>>>>>

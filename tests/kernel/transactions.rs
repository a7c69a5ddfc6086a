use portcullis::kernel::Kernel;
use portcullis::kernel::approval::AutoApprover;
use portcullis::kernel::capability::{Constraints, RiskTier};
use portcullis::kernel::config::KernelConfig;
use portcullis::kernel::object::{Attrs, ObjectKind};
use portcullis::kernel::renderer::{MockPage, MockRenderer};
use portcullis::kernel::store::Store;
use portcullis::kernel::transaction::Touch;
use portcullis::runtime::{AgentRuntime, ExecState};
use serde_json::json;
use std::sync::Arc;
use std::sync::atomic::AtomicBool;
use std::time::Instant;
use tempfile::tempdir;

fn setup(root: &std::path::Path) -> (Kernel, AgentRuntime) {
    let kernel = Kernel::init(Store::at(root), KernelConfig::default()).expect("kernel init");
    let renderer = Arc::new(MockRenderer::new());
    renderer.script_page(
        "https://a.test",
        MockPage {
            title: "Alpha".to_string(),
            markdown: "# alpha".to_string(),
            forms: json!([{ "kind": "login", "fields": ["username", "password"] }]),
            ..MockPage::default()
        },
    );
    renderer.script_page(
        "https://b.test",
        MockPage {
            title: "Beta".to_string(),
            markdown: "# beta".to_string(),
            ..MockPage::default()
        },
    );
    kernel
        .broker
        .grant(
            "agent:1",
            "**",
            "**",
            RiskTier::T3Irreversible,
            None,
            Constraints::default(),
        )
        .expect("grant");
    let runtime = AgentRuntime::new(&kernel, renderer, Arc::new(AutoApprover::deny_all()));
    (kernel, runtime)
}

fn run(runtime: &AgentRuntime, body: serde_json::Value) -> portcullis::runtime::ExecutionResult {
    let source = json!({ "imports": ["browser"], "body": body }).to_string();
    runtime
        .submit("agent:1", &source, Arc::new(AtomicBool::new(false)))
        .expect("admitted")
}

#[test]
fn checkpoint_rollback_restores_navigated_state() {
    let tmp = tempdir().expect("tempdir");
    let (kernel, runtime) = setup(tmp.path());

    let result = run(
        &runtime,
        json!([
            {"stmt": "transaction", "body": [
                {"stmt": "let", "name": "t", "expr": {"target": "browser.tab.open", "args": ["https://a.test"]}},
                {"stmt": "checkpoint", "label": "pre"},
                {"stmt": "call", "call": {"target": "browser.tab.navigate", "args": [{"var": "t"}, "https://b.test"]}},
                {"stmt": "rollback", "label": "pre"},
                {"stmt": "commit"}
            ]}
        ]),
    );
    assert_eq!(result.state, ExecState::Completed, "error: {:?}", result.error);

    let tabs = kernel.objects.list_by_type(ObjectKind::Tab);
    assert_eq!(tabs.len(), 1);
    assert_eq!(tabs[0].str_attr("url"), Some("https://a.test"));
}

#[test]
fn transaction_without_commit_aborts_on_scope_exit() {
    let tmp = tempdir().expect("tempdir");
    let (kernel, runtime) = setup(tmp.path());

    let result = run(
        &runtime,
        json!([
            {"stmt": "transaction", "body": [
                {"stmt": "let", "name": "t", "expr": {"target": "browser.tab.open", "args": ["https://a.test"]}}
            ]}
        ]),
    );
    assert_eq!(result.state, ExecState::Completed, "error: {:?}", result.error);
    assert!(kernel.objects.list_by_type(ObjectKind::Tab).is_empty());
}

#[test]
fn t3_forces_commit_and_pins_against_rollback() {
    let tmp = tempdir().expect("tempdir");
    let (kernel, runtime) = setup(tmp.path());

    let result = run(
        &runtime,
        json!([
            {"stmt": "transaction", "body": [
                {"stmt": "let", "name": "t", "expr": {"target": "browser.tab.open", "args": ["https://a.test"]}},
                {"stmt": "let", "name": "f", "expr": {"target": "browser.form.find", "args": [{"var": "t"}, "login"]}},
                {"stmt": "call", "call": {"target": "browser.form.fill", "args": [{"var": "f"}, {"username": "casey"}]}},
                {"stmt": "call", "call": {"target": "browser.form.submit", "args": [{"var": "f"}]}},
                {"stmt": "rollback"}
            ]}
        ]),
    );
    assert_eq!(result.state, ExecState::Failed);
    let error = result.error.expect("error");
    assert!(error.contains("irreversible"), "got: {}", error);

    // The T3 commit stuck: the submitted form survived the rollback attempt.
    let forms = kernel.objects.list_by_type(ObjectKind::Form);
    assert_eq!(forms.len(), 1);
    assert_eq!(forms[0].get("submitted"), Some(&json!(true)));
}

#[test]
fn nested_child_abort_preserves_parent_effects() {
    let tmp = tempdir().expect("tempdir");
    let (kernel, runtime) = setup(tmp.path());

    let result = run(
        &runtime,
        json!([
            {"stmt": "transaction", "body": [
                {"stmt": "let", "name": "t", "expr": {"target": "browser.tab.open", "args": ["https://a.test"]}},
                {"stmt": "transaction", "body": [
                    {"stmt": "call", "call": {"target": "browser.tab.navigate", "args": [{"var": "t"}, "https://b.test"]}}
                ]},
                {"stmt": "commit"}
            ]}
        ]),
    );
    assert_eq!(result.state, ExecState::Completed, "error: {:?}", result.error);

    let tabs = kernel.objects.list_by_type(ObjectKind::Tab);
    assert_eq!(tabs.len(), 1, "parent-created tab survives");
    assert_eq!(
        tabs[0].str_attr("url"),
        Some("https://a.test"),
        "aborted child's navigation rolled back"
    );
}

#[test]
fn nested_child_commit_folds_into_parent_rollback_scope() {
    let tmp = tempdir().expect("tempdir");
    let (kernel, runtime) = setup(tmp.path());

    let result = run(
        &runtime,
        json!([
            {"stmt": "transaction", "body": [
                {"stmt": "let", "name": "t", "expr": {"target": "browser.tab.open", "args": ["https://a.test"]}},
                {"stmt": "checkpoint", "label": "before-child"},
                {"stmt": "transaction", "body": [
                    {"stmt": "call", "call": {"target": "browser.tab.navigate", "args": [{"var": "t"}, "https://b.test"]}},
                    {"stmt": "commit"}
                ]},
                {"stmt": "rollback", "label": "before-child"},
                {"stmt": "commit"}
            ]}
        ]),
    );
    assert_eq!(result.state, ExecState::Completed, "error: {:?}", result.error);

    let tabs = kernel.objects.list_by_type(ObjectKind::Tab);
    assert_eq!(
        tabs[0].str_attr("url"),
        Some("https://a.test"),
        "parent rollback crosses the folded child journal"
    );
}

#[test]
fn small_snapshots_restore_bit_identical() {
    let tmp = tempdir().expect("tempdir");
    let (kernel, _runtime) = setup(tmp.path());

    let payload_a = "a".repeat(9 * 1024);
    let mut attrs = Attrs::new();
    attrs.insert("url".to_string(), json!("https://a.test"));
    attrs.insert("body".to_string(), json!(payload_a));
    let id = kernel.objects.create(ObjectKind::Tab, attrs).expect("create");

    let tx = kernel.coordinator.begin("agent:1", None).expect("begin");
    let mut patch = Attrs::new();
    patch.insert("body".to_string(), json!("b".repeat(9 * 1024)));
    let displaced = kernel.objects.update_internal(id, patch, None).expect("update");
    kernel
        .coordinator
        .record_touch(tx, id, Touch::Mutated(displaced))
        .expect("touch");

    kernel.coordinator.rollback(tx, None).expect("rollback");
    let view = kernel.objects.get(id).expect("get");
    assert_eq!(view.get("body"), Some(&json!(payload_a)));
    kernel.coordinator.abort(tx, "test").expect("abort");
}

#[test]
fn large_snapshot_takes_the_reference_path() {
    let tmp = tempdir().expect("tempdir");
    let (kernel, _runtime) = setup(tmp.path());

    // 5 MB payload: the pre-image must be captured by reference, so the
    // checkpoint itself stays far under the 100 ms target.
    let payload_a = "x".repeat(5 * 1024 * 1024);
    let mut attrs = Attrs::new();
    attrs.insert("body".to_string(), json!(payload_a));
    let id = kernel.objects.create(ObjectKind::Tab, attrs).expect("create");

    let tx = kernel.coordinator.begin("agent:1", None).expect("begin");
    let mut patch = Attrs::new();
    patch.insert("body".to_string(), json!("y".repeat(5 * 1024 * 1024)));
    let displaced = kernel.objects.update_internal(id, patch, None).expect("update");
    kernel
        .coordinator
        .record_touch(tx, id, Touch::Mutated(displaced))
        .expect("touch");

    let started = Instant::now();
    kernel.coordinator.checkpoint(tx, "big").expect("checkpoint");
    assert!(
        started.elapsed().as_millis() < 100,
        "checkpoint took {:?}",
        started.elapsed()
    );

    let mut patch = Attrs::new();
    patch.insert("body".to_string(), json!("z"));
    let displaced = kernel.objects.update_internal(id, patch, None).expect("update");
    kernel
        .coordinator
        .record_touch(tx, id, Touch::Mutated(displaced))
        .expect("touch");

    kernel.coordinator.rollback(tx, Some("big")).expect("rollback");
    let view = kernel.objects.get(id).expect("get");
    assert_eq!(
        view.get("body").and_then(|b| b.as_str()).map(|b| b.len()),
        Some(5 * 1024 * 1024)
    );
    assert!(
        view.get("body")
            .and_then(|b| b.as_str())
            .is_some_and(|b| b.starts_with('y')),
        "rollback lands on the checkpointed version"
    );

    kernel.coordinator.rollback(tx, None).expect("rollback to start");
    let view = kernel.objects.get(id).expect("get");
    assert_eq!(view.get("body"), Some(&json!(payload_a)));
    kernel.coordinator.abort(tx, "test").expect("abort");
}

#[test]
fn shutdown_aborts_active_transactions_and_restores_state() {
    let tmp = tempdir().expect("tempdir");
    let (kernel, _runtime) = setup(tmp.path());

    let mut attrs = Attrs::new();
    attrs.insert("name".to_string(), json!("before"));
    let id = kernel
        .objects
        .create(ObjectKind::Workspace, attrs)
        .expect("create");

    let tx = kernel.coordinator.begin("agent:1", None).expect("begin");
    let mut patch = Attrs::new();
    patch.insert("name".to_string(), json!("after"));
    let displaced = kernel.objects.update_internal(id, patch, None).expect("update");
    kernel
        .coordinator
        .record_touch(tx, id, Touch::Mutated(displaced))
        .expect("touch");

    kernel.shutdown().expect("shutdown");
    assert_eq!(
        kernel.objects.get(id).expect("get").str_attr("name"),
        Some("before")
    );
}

<<<<<
>>>>>

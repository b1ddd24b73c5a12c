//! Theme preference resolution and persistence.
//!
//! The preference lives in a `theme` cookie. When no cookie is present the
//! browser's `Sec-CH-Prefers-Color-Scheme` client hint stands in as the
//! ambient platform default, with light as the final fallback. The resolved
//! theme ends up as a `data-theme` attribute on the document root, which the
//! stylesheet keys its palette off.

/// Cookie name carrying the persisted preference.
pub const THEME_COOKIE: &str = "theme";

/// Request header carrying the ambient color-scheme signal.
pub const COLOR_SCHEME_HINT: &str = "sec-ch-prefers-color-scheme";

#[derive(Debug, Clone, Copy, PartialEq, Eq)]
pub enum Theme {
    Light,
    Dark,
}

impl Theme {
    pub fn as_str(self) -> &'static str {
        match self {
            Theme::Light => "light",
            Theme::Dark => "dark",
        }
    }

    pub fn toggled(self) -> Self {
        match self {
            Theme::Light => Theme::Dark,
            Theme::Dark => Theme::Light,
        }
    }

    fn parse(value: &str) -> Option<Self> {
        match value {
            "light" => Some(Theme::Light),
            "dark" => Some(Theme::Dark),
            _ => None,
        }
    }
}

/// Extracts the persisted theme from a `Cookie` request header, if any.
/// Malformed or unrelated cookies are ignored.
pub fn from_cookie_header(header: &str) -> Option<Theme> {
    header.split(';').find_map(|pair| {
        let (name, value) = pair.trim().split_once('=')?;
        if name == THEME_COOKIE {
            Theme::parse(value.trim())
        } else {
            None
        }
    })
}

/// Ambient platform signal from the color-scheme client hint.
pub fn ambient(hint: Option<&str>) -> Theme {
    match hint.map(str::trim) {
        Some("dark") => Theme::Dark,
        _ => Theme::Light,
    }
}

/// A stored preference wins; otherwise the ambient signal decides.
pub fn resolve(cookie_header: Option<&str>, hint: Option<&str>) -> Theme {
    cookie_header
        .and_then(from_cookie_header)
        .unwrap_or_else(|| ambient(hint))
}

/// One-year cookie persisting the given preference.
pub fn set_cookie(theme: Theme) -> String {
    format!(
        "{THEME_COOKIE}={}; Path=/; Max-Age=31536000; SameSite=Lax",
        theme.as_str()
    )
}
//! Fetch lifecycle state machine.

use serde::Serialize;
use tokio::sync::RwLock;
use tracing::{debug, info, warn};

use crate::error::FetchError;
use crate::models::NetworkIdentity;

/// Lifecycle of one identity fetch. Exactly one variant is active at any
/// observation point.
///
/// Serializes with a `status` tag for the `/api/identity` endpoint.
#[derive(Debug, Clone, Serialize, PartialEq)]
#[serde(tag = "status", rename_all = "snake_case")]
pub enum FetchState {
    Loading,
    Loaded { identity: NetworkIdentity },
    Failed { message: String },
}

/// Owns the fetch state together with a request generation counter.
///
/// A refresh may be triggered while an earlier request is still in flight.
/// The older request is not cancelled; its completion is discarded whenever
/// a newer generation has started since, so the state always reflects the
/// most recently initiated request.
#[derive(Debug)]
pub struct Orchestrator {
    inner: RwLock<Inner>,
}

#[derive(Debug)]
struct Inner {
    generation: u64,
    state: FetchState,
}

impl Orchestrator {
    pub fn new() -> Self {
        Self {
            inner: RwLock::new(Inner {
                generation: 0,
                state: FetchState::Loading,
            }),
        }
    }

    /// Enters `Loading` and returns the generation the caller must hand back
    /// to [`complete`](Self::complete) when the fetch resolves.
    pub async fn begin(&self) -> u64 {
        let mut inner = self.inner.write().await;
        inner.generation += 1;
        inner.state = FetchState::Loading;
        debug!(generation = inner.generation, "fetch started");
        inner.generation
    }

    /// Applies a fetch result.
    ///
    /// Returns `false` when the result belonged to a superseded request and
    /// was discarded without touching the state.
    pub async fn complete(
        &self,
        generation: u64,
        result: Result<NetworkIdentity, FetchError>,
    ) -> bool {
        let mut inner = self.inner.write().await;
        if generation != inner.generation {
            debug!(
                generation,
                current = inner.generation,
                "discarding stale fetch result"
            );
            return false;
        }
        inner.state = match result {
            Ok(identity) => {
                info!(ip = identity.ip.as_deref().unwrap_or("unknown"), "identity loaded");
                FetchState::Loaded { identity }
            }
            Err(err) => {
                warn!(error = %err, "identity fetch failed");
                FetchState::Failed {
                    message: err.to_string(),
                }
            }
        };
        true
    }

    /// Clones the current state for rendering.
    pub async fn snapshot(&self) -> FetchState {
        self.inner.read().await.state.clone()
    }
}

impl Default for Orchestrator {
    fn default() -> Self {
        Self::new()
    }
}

<<<<<
>>>>>

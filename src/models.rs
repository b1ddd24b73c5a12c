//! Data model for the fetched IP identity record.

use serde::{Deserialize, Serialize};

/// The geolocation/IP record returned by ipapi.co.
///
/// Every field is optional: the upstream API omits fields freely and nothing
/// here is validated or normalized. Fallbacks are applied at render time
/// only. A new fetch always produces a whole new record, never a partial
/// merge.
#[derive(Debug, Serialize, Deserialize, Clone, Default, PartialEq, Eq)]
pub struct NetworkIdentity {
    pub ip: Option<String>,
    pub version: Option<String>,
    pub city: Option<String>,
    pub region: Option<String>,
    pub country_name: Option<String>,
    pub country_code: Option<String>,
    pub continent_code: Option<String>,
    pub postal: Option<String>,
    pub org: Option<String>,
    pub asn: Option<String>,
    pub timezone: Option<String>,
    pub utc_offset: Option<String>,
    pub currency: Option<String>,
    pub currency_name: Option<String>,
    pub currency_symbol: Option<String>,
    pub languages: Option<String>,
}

<<<<<

Only the count is wanted. Find the lines of the records that include the word "trim" and state how many.

3